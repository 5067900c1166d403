//! Per-classification-type attribute payloads
//!
//! Each classification type carries a statically distinct payload shape so
//! downstream consumers can switch on [`ClassificationType`] and pattern-match
//! the matching fields. There is intentionally no shared behavior across the
//! variants.

use std::collections::BTreeSet;

use serde::{Deserialize, Serialize};
use statquery_common::{metrics, AppError, Result};
use validator::Validate;

use crate::classification::{
    ClassificationType, ContainedInPlaceType, EventType, PeriodType, RankingType, TimeDeltaType,
};

/// Ranking classification attributes.
#[derive(Debug, Clone, PartialEq, Serialize, Deserialize)]
pub struct RankingAttributes {
    /// Ranking directions requested; never empty for a fired classifier.
    pub ranking_type: BTreeSet<RankingType>,

    /// Words which made this a ranking query: "top", "most", "least", ...
    pub ranking_trigger_words: Vec<String>,
}

/// Comparison classification attributes.
#[derive(Debug, Clone, PartialEq, Serialize, Deserialize)]
pub struct ComparisonAttributes {
    pub comparison_trigger_words: Vec<String>,
}

/// Temporal classification attributes.
#[derive(Debug, Clone, PartialEq, Serialize, Deserialize)]
pub struct TemporalAttributes {
    /// The date expression as it appeared in the query.
    pub date_str: String,

    pub date_type: PeriodType,
}

/// Contained-in classification attributes.
#[derive(Debug, Clone, PartialEq, Serialize, Deserialize)]
pub struct ContainedInAttributes {
    pub contained_in_place_type: ContainedInPlaceType,
}

/// Clustering-based correlation classification attributes.
#[derive(Debug, Clone, PartialEq, Serialize, Deserialize)]
pub struct ClusteringAttributes {
    pub sv_dcid_1: String,
    pub sv_dcid_2: String,

    /// When set, `sv_dcid_1` comes from `cluster_1_svs` and `sv_dcid_2`
    /// from `cluster_2_svs`; otherwise both may come from the same cluster.
    pub is_using_clusters: bool,

    /// Words that implied a relationship: "correlation between", "related to"
    pub correlation_trigger_words: String,

    pub cluster_1_svs: Vec<String>,
    pub cluster_2_svs: Vec<String>,
}

/// Heuristic-based correlation classification attributes.
#[derive(Debug, Clone, PartialEq, Serialize, Deserialize)]
pub struct CorrelationAttributes {
    /// Words that implied a relationship: "correlation between", "related to"
    pub correlation_trigger_words: String,
}

/// Event classification attributes.
#[derive(Debug, Clone, PartialEq, Serialize, Deserialize, Validate)]
pub struct EventAttributes {
    /// Which event classes the query refers to; never empty for a fired
    /// classifier.
    #[validate(length(min = 1, message = "event classifier fired without event types"))]
    pub event_types: Vec<EventType>,

    /// Words that made this an event query
    pub event_trigger_words: Vec<String>,
}

/// Overview classification attributes.
#[derive(Debug, Clone, PartialEq, Serialize, Deserialize)]
pub struct OverviewAttributes {
    pub overview_trigger_words: Vec<String>,
}

/// Time-delta classification attributes.
#[derive(Debug, Clone, PartialEq, Serialize, Deserialize, Validate)]
pub struct TimeDeltaAttributes {
    /// Change directions requested; never empty for a fired classifier.
    #[validate(length(min = 1, message = "time-delta classifier fired without delta types"))]
    pub time_delta_types: Vec<TimeDeltaType>,

    /// Words which made this a time-delta query: "increase", "growth", ...
    pub time_delta_trigger_words: Vec<String>,
}

/// Capability-tagged attribute payload, one variant per classification type.
///
/// `Simple`, `Other` and `Unknown` carry no payload.
#[derive(Debug, Clone, PartialEq, Serialize, Deserialize)]
#[serde(rename_all = "snake_case")]
pub enum ClassificationAttributes {
    Simple,
    Other,
    Unknown,
    Ranking(RankingAttributes),
    Comparison(ComparisonAttributes),
    Temporal(TemporalAttributes),
    ContainedIn(ContainedInAttributes),
    Clustering(ClusteringAttributes),
    Correlation(CorrelationAttributes),
    Event(EventAttributes),
    Overview(OverviewAttributes),
    TimeDelta(TimeDeltaAttributes),
}

impl ClassificationAttributes {
    /// The classification type this payload shape belongs to.
    pub fn classification_type(&self) -> ClassificationType {
        match self {
            ClassificationAttributes::Simple => ClassificationType::Simple,
            ClassificationAttributes::Other => ClassificationType::Other,
            ClassificationAttributes::Unknown => ClassificationType::Unknown,
            ClassificationAttributes::Ranking(_) => ClassificationType::Ranking,
            ClassificationAttributes::Comparison(_) => ClassificationType::Comparison,
            ClassificationAttributes::Temporal(_) => ClassificationType::Temporal,
            ClassificationAttributes::ContainedIn(_) => ClassificationType::ContainedIn,
            ClassificationAttributes::Clustering(_) => ClassificationType::Clustering,
            ClassificationAttributes::Correlation(_) => ClassificationType::Correlation,
            ClassificationAttributes::Event(_) => ClassificationType::Event,
            ClassificationAttributes::Overview(_) => ClassificationType::Overview,
            ClassificationAttributes::TimeDelta(_) => ClassificationType::TimeDelta,
        }
    }

    fn validate_payload(&self) -> Result<()> {
        match self {
            ClassificationAttributes::Ranking(attrs) if attrs.ranking_type.is_empty() => {
                Err(AppError::Validation {
                    message: "ranking classifier fired without ranking types".to_string(),
                    field: Some("ranking_type".to_string()),
                })
            }
            ClassificationAttributes::Event(attrs) => {
                attrs.validate().map_err(|e| AppError::Validation {
                    message: e.to_string(),
                    field: Some("event_types".to_string()),
                })
            }
            ClassificationAttributes::TimeDelta(attrs) => {
                attrs.validate().map_err(|e| AppError::Validation {
                    message: e.to_string(),
                    field: Some("time_delta_types".to_string()),
                })
            }
            _ => Ok(()),
        }
    }
}

/// A classifier record: one fired classifier and its typed attributes.
#[derive(Debug, Clone, PartialEq, Serialize, Deserialize)]
pub struct NLClassifier {
    #[serde(rename = "type")]
    kind: ClassificationType,
    attributes: Vec<ClassificationAttributes>,
}

impl NLClassifier {
    /// Build a classifier record.
    ///
    /// Every attribute must be the variant matching `kind`; a mismatched
    /// shape corrupts downstream pattern-matching and is rejected here.
    pub fn new(
        kind: ClassificationType,
        attributes: Vec<ClassificationAttributes>,
    ) -> Result<Self> {
        for attr in &attributes {
            let found = attr.classification_type();
            if found != kind {
                metrics::record_validation_failure("classifier");
                return Err(AppError::ClassifierMismatch {
                    expected: kind.to_string(),
                    found: found.to_string(),
                });
            }
            if let Err(err) = attr.validate_payload() {
                metrics::record_validation_failure("classifier");
                return Err(err);
            }
        }
        Ok(Self { kind, attributes })
    }

    /// The classification type this classifier detects.
    pub fn kind(&self) -> ClassificationType {
        self.kind
    }

    /// Attribute payloads, in the order the classifier produced them.
    pub fn attributes(&self) -> &[ClassificationAttributes] {
        &self.attributes
    }

    /// The first attribute payload, authoritative when several were produced.
    pub fn primary_attributes(&self) -> Option<&ClassificationAttributes> {
        self.attributes.first()
    }
}

#[cfg(test)]
mod tests {
    use super::*;

    fn ranking_attributes() -> ClassificationAttributes {
        ClassificationAttributes::Ranking(RankingAttributes {
            ranking_type: BTreeSet::from([RankingType::High]),
            ranking_trigger_words: vec!["top".to_string(), "most".to_string()],
        })
    }

    #[test]
    fn classifier_accepts_matching_attributes() {
        let classifier =
            NLClassifier::new(ClassificationType::Ranking, vec![ranking_attributes()]).unwrap();
        assert_eq!(classifier.kind(), ClassificationType::Ranking);
        assert_eq!(classifier.attributes().len(), 1);
    }

    #[test]
    fn classifier_accepts_empty_attribute_list() {
        let classifier = NLClassifier::new(ClassificationType::Simple, vec![]).unwrap();
        assert_eq!(classifier.kind(), ClassificationType::Simple);
        assert!(classifier.primary_attributes().is_none());
    }

    #[test]
    fn classifier_rejects_mismatched_variant() {
        let comparison = ClassificationAttributes::Comparison(ComparisonAttributes {
            comparison_trigger_words: vec!["versus".to_string()],
        });
        let err = NLClassifier::new(ClassificationType::Ranking, vec![comparison]).unwrap_err();
        match err {
            AppError::ClassifierMismatch { expected, found } => {
                assert_eq!(expected, "ranking");
                assert_eq!(found, "comparison");
            }
            other => panic!("expected ClassifierMismatch, got {other}"),
        }
    }

    #[test]
    fn classifier_rejects_empty_ranking_types() {
        let empty = ClassificationAttributes::Ranking(RankingAttributes {
            ranking_type: BTreeSet::new(),
            ranking_trigger_words: vec!["top".to_string()],
        });
        let err = NLClassifier::new(ClassificationType::Ranking, vec![empty]).unwrap_err();
        assert!(err.is_validation());
    }

    #[test]
    fn classifier_rejects_empty_event_types() {
        let empty = ClassificationAttributes::Event(EventAttributes {
            event_types: vec![],
            event_trigger_words: vec!["fires".to_string()],
        });
        let err = NLClassifier::new(ClassificationType::Event, vec![empty]).unwrap_err();
        assert!(err.is_validation());
    }

    #[test]
    fn classifier_rejects_empty_time_delta_types() {
        let empty = ClassificationAttributes::TimeDelta(TimeDeltaAttributes {
            time_delta_types: vec![],
            time_delta_trigger_words: vec!["growth".to_string()],
        });
        let err = NLClassifier::new(ClassificationType::TimeDelta, vec![empty]).unwrap_err();
        assert!(err.is_validation());
    }

    #[test]
    fn classifier_type_serializes_by_wire_value() {
        let classifier =
            NLClassifier::new(ClassificationType::Ranking, vec![ranking_attributes()]).unwrap();
        let json = serde_json::to_string(&classifier).unwrap();
        assert!(json.contains("\"type\":2"), "{json}");
    }

    #[test]
    fn classifier_round_trips() {
        let classifier = NLClassifier::new(
            ClassificationType::ContainedIn,
            vec![ClassificationAttributes::ContainedIn(ContainedInAttributes {
                contained_in_place_type: ContainedInPlaceType::County,
            })],
        )
        .unwrap();

        let json = serde_json::to_string(&classifier).unwrap();
        let parsed: NLClassifier = serde_json::from_str(&json).unwrap();
        assert_eq!(parsed, classifier);
    }
}
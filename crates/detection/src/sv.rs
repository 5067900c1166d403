//! Statistical-variable detection results
//!
//! Produced by the SV embedding service, which scores candidate statistical
//! variables against the query.

use std::collections::HashMap;

use serde::{Deserialize, Serialize};
use statquery_common::{metrics, AppError, Result};

/// Ranked statistical-variable candidates for one query.
///
/// `sv_dcids` and `sv_scores` are positionally aligned and ordered by
/// descending score; the ordering is a contract of the embedding service,
/// assumed (not re-checked) by consumers.
#[derive(Debug, Clone, PartialEq, Serialize, Deserialize)]
pub struct SVDetection {
    query: String,
    sv_dcids: Vec<String>,
    sv_scores: Vec<f64>,

    /// Supporting sentences per SV; keys need not cover every candidate.
    svs_to_sentences: HashMap<String, Vec<String>>,
}

impl SVDetection {
    /// Build an SV detection result.
    ///
    /// `sv_dcids` and `sv_scores` must have the same length.
    pub fn new(
        query: impl Into<String>,
        sv_dcids: Vec<String>,
        sv_scores: Vec<f64>,
        svs_to_sentences: HashMap<String, Vec<String>>,
    ) -> Result<Self> {
        if sv_dcids.len() != sv_scores.len() {
            metrics::record_validation_failure("sv_detection");
            return Err(AppError::Validation {
                message: format!(
                    "{} sv dcids but {} scores",
                    sv_dcids.len(),
                    sv_scores.len()
                ),
                field: Some("sv_scores".to_string()),
            });
        }

        Ok(Self {
            query: query.into(),
            sv_dcids,
            sv_scores,
            svs_to_sentences,
        })
    }

    pub fn query(&self) -> &str {
        &self.query
    }

    pub fn sv_dcids(&self) -> &[String] {
        &self.sv_dcids
    }

    pub fn sv_scores(&self) -> &[f64] {
        &self.sv_scores
    }

    /// Best-scoring candidate, if any.
    pub fn top_sv(&self) -> Option<(&str, f64)> {
        self.sv_dcids
            .first()
            .map(|dcid| (dcid.as_str(), self.sv_scores[0]))
    }

    /// Candidates at or above the score threshold, best first.
    pub fn candidates_above(&self, threshold: f64) -> Vec<(&str, f64)> {
        self.sv_dcids
            .iter()
            .zip(self.sv_scores.iter())
            .filter(|(_, score)| **score >= threshold)
            .map(|(dcid, score)| (dcid.as_str(), *score))
            .collect()
    }

    /// Sentences that matched the given SV; empty when none were recorded.
    pub fn sentences_for(&self, dcid: &str) -> &[String] {
        self.svs_to_sentences
            .get(dcid)
            .map(Vec::as_slice)
            .unwrap_or(&[])
    }
}
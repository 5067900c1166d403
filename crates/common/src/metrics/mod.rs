//! Metrics and observability utilities
//!
//! Provides resolution and validation counters with
//! standardized naming conventions.

use metrics::{counter, describe_counter, Unit};

/// Metrics prefix for all StatQuery metrics
pub const METRICS_PREFIX: &str = "statquery";

/// Register all metric descriptions
pub fn register_metrics() {
    // Resolution metrics
    describe_counter!(
        format!("{}_queries_resolved_total", METRICS_PREFIX),
        Unit::Count,
        "Total queries resolved to a final classification type"
    );

    describe_counter!(
        format!("{}_classifier_firings_total", METRICS_PREFIX),
        Unit::Count,
        "Total classifier records observed during resolution"
    );

    // Validation metrics
    describe_counter!(
        format!("{}_validation_failures_total", METRICS_PREFIX),
        Unit::Count,
        "Total construction-time validation failures"
    );

    tracing::info!("Metrics registered");
}

/// Helper to record a classification resolution
pub fn record_resolution(query_type: &str, classifier_count: usize) {
    counter!(
        format!("{}_queries_resolved_total", METRICS_PREFIX),
        "query_type" => query_type.to_string()
    )
    .increment(1);

    counter!(
        format!("{}_classifier_firings_total", METRICS_PREFIX)
    )
    .increment(classifier_count as u64);
}

/// Helper to record a construction-time validation failure
pub fn record_validation_failure(entity: &str) {
    counter!(
        format!("{}_validation_failures_total", METRICS_PREFIX),
        "entity" => entity.to_string()
    )
    .increment(1);
}
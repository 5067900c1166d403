//! Error types for StatQuery services
//!
//! Provides a comprehensive error handling system with:
//! - Distinct error types for different failure modes
//! - Stable machine-readable error codes
//! - Conversions from library error types

use serde::{Deserialize, Serialize};
use thiserror::Error;

/// Result type alias using AppError
pub type Result<T> = std::result::Result<T, AppError>;

/// Error codes for machine-readable error identification
#[derive(Debug, Clone, Copy, Serialize, Deserialize, PartialEq, Eq)]
#[serde(rename_all = "SCREAMING_SNAKE_CASE")]
pub enum ErrorCode {
    // Validation errors (1xxx)
    ValidationError,
    MissingField,
    InvalidFormat,
    ClassifierMismatch,

    // Internal errors (9xxx)
    InternalError,
    ConfigurationError,
    SerializationError,
}

impl ErrorCode {
    /// Get the numeric code for this error
    pub fn as_code(&self) -> u16 {
        match self {
            // Validation (1xxx)
            ErrorCode::ValidationError => 1001,
            ErrorCode::MissingField => 1002,
            ErrorCode::InvalidFormat => 1003,
            ErrorCode::ClassifierMismatch => 1004,

            // Internal (9xxx)
            ErrorCode::InternalError => 9001,
            ErrorCode::ConfigurationError => 9002,
            ErrorCode::SerializationError => 9003,
        }
    }
}

/// Application error types
#[derive(Error, Debug)]
pub enum AppError {
    // Validation errors
    #[error("Validation failed: {message}")]
    Validation {
        message: String,
        field: Option<String>,
    },

    #[error("Required field missing: {field}")]
    MissingField { field: String },

    #[error("Invalid format: {message}")]
    InvalidFormat { message: String },

    #[error("Classifier attribute mismatch: expected {expected}, found {found}")]
    ClassifierMismatch { expected: String, found: String },

    // Internal errors
    #[error("Internal error: {message}")]
    Internal { message: String },

    #[error("Configuration error: {message}")]
    Configuration { message: String },

    #[error("Serialization error: {0}")]
    Serialization(#[from] serde_json::Error),

    // Generic
    #[error("{0}")]
    Other(#[from] anyhow::Error),
}

impl AppError {
    /// Get the error code for this error
    pub fn code(&self) -> ErrorCode {
        match self {
            AppError::Validation { .. } => ErrorCode::ValidationError,
            AppError::MissingField { .. } => ErrorCode::MissingField,
            AppError::InvalidFormat { .. } => ErrorCode::InvalidFormat,
            AppError::ClassifierMismatch { .. } => ErrorCode::ClassifierMismatch,
            AppError::Internal { .. } => ErrorCode::InternalError,
            AppError::Configuration { .. } => ErrorCode::ConfigurationError,
            AppError::Serialization(_) => ErrorCode::SerializationError,
            AppError::Other(_) => ErrorCode::InternalError,
        }
    }

    /// Check if this error was raised by construction-time validation
    pub fn is_validation(&self) -> bool {
        self.code().as_code() < 2000
    }
}

impl From<config::ConfigError> for AppError {
    fn from(err: config::ConfigError) -> Self {
        AppError::Configuration {
            message: err.to_string(),
        }
    }
}

#[cfg(test)]
mod tests {
    use super::*;

    #[test]
    fn test_error_code_mapping() {
        let err = AppError::ClassifierMismatch {
            expected: "ranking".into(),
            found: "comparison".into(),
        };
        assert_eq!(err.code(), ErrorCode::ClassifierMismatch);
        assert_eq!(err.code().as_code(), 1004);
    }

    #[test]
    fn test_validation_error() {
        let err = AppError::Validation {
            message: "sv score list length differs from dcid list".into(),
            field: Some("sv_scores".into()),
        };
        assert_eq!(err.code(), ErrorCode::ValidationError);
        assert!(err.is_validation());
    }

    #[test]
    fn test_internal_error_is_not_validation() {
        let err = AppError::Internal {
            message: "something went wrong".into(),
        };
        assert_eq!(err.code().as_code(), 9001);
        assert!(!err.is_validation());
    }

    #[test]
    fn test_serialization_error_conversion() {
        let json_err = serde_json::from_str::<serde_json::Value>("{not json").unwrap_err();
        let err: AppError = json_err.into();
        assert_eq!(err.code(), ErrorCode::SerializationError);
    }
}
**********
(Goal of the exercise):
Working through the records above, establish how many lines contain the string "enum", and reply with the number by itself.

(Solution for this problem):
3